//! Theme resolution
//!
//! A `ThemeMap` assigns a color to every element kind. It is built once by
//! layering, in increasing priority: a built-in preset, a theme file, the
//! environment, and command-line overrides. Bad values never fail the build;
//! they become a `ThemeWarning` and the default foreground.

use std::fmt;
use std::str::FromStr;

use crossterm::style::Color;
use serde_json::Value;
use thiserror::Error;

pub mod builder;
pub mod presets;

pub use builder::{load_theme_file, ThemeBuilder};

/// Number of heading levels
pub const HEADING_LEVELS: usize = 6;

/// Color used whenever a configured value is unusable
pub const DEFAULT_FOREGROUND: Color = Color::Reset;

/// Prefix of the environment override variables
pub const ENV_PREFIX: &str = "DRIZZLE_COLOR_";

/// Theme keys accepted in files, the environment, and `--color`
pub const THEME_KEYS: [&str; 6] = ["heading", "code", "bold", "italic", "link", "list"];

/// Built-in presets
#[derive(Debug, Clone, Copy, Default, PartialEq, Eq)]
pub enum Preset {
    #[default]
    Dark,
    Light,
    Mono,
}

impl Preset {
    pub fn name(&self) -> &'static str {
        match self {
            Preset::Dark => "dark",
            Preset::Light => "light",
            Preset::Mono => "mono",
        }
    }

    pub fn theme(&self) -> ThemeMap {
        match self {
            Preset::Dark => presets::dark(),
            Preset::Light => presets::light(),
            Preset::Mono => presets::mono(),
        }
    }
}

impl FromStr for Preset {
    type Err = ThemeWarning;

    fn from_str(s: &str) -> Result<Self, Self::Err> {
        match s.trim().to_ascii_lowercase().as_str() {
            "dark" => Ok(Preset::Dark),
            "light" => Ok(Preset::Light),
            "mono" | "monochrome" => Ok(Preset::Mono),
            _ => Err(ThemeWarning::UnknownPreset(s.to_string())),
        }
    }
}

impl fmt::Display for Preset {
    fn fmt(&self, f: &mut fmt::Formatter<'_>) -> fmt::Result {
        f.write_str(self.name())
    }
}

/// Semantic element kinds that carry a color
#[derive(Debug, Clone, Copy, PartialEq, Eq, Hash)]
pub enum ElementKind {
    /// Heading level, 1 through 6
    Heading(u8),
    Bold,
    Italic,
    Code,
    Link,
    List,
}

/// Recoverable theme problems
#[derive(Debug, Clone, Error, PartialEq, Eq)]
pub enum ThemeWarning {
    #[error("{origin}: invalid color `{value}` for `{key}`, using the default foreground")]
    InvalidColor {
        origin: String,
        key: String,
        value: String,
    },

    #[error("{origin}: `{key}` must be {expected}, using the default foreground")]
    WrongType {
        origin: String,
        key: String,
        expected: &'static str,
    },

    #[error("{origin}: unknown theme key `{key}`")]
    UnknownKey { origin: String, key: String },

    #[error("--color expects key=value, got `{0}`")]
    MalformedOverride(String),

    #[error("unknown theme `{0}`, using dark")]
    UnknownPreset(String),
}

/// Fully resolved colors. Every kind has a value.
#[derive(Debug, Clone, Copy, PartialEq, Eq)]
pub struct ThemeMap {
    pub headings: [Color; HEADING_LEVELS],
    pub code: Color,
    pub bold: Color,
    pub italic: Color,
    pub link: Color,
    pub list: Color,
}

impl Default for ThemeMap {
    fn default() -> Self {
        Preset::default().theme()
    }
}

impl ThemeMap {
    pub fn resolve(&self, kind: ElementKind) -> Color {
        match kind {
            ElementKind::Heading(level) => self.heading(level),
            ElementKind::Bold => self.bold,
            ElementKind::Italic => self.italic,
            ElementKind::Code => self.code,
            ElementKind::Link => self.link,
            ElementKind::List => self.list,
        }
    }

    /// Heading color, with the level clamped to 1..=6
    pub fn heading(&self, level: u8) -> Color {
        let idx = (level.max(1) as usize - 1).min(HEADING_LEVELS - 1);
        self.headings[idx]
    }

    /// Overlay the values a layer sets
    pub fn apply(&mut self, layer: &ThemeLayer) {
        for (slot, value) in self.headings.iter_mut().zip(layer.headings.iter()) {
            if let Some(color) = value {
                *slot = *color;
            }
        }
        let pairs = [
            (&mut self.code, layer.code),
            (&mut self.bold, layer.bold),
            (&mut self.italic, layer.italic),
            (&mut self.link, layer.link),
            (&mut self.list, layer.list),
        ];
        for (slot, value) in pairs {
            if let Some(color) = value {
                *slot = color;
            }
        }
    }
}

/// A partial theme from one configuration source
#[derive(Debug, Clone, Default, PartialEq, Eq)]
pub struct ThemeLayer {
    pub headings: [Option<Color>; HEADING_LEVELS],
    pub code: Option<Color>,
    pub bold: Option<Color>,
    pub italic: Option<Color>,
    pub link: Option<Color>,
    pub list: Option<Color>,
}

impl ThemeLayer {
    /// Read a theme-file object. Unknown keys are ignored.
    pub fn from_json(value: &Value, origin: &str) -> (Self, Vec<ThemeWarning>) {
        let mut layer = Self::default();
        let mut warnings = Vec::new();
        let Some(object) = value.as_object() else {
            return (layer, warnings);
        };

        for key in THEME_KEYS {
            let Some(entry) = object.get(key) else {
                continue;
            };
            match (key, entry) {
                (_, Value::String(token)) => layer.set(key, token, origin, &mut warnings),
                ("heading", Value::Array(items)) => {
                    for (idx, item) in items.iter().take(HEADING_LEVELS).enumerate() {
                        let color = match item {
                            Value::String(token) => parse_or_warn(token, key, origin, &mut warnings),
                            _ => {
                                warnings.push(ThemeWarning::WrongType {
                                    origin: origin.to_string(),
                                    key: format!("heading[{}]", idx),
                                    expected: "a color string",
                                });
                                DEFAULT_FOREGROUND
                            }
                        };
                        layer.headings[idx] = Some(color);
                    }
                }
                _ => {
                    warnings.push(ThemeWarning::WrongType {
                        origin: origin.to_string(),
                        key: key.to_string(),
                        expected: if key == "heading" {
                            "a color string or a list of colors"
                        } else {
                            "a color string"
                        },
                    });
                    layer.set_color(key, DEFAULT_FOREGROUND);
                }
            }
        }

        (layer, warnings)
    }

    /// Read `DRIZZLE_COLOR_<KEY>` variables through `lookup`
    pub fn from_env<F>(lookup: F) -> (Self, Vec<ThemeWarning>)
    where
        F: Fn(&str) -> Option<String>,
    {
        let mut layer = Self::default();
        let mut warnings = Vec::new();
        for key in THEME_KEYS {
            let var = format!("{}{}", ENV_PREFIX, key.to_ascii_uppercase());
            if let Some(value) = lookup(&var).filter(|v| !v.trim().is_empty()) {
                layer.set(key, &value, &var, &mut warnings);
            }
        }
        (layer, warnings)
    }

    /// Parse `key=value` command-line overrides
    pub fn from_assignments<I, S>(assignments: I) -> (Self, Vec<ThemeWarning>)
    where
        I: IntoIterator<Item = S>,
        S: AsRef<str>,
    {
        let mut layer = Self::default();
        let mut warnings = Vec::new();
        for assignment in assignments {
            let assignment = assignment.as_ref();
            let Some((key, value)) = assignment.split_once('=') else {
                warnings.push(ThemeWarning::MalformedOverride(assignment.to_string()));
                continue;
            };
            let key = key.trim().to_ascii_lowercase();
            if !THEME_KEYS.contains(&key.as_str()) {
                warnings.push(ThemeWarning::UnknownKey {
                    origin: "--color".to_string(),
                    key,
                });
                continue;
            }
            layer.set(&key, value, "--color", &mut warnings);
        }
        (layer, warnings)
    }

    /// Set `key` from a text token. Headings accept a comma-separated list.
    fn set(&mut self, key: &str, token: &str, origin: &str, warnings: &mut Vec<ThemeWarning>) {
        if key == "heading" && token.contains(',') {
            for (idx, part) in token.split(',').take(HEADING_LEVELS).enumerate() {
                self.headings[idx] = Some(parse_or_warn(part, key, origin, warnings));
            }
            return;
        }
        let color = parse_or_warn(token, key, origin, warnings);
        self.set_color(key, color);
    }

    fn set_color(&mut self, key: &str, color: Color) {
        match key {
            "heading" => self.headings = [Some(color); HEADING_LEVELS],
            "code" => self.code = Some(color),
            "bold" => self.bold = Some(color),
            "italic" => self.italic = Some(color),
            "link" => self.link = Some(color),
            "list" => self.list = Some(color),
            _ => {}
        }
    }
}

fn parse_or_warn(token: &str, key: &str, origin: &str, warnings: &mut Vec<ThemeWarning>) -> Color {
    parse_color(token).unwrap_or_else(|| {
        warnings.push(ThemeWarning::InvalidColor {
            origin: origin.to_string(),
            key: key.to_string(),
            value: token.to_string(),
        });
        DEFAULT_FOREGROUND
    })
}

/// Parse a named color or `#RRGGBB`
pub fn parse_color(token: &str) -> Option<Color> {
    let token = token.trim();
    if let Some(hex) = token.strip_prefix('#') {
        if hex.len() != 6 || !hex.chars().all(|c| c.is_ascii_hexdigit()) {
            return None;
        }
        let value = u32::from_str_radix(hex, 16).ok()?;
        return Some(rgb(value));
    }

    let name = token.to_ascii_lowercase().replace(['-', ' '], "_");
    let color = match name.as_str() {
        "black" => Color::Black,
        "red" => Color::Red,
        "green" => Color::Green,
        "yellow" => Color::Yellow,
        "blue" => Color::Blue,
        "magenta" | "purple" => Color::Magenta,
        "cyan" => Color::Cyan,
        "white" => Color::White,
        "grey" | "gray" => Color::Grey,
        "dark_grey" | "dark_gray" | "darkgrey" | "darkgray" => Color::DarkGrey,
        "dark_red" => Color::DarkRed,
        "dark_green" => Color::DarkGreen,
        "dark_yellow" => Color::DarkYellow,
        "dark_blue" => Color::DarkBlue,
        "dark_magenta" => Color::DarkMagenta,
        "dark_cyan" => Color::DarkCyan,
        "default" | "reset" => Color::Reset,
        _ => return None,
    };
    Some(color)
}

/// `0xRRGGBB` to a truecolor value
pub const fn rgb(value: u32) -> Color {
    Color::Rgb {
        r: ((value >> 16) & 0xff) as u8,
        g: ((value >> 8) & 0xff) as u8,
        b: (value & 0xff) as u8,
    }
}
------------------------------------
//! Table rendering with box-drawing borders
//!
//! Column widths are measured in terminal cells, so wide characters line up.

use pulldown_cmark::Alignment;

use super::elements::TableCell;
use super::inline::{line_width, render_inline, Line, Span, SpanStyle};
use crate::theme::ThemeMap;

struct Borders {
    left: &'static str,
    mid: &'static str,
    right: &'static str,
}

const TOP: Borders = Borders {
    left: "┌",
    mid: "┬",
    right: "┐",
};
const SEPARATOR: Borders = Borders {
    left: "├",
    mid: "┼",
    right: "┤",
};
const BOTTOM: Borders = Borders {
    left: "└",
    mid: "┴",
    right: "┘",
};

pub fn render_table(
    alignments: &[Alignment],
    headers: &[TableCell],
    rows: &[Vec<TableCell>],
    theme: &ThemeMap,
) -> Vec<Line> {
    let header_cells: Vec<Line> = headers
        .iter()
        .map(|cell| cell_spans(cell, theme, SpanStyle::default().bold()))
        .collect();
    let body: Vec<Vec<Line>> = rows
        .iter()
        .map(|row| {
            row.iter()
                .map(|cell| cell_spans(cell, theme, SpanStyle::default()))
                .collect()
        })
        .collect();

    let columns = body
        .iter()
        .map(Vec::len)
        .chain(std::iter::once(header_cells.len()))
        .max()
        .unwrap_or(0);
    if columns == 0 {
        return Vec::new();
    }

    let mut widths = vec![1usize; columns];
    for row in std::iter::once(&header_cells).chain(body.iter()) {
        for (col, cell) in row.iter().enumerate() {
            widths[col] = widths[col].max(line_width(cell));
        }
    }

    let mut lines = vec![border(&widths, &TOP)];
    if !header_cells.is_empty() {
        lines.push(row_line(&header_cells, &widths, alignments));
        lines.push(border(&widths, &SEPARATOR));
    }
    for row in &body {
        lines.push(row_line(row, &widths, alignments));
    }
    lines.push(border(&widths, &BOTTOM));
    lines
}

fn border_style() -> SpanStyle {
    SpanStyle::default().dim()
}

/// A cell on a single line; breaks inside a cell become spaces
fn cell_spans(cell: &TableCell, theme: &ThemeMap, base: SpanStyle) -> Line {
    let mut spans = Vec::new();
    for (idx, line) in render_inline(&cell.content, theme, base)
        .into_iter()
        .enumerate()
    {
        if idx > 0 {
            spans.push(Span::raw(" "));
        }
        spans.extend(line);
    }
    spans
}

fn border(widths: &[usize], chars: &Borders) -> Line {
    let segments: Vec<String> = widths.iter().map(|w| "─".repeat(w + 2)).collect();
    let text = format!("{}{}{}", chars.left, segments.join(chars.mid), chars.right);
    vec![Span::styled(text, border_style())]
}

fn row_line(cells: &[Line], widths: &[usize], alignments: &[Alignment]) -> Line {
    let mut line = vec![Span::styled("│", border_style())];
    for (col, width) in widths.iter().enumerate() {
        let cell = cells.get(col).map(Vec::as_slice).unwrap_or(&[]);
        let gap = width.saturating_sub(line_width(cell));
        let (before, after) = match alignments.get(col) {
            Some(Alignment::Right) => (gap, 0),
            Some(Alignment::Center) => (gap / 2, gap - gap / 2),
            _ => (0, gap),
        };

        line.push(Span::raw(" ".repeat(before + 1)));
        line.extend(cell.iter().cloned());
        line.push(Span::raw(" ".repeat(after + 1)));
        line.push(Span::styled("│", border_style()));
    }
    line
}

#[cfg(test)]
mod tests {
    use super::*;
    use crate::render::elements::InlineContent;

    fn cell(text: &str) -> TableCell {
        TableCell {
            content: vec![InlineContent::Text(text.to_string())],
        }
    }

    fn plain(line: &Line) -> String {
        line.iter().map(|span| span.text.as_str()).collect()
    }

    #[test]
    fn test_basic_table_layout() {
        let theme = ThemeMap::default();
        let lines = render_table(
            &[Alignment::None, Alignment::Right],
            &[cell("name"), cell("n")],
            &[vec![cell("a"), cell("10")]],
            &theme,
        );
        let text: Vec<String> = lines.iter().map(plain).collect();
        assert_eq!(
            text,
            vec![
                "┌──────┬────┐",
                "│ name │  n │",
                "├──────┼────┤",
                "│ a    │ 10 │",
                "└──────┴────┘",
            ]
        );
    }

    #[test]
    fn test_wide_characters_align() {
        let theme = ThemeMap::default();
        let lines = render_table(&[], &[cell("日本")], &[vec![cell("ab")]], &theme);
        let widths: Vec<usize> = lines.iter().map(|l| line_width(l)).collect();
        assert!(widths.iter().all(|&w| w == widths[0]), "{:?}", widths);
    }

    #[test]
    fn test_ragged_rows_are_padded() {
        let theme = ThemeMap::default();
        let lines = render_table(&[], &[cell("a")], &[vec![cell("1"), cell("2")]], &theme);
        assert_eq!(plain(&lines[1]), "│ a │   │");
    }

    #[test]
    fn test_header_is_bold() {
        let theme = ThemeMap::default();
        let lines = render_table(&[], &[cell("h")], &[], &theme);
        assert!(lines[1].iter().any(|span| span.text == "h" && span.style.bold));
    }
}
------------------------------------
Copy the lines above exactly, beginning at the line that has "for (idx, part)" and stopping after the line that has "self.headings = [Some(color);", and omit the rest.

(YOUR RESPONSE)
            for (idx, part) in token.split(',').take(HEADING_LEVELS).enumerate() {
                self.headings[idx] = Some(parse_or_warn(part, key, origin, warnings));
            }
            return;
        }
        let color = parse_or_warn(token, key, origin, warnings);
        self.set_color(key, color);
    }

    fn set_color(&mut self, key: &str, color: Color) {
        match key {
            "heading" => self.headings = [Some(color); HEADING_LEVELS],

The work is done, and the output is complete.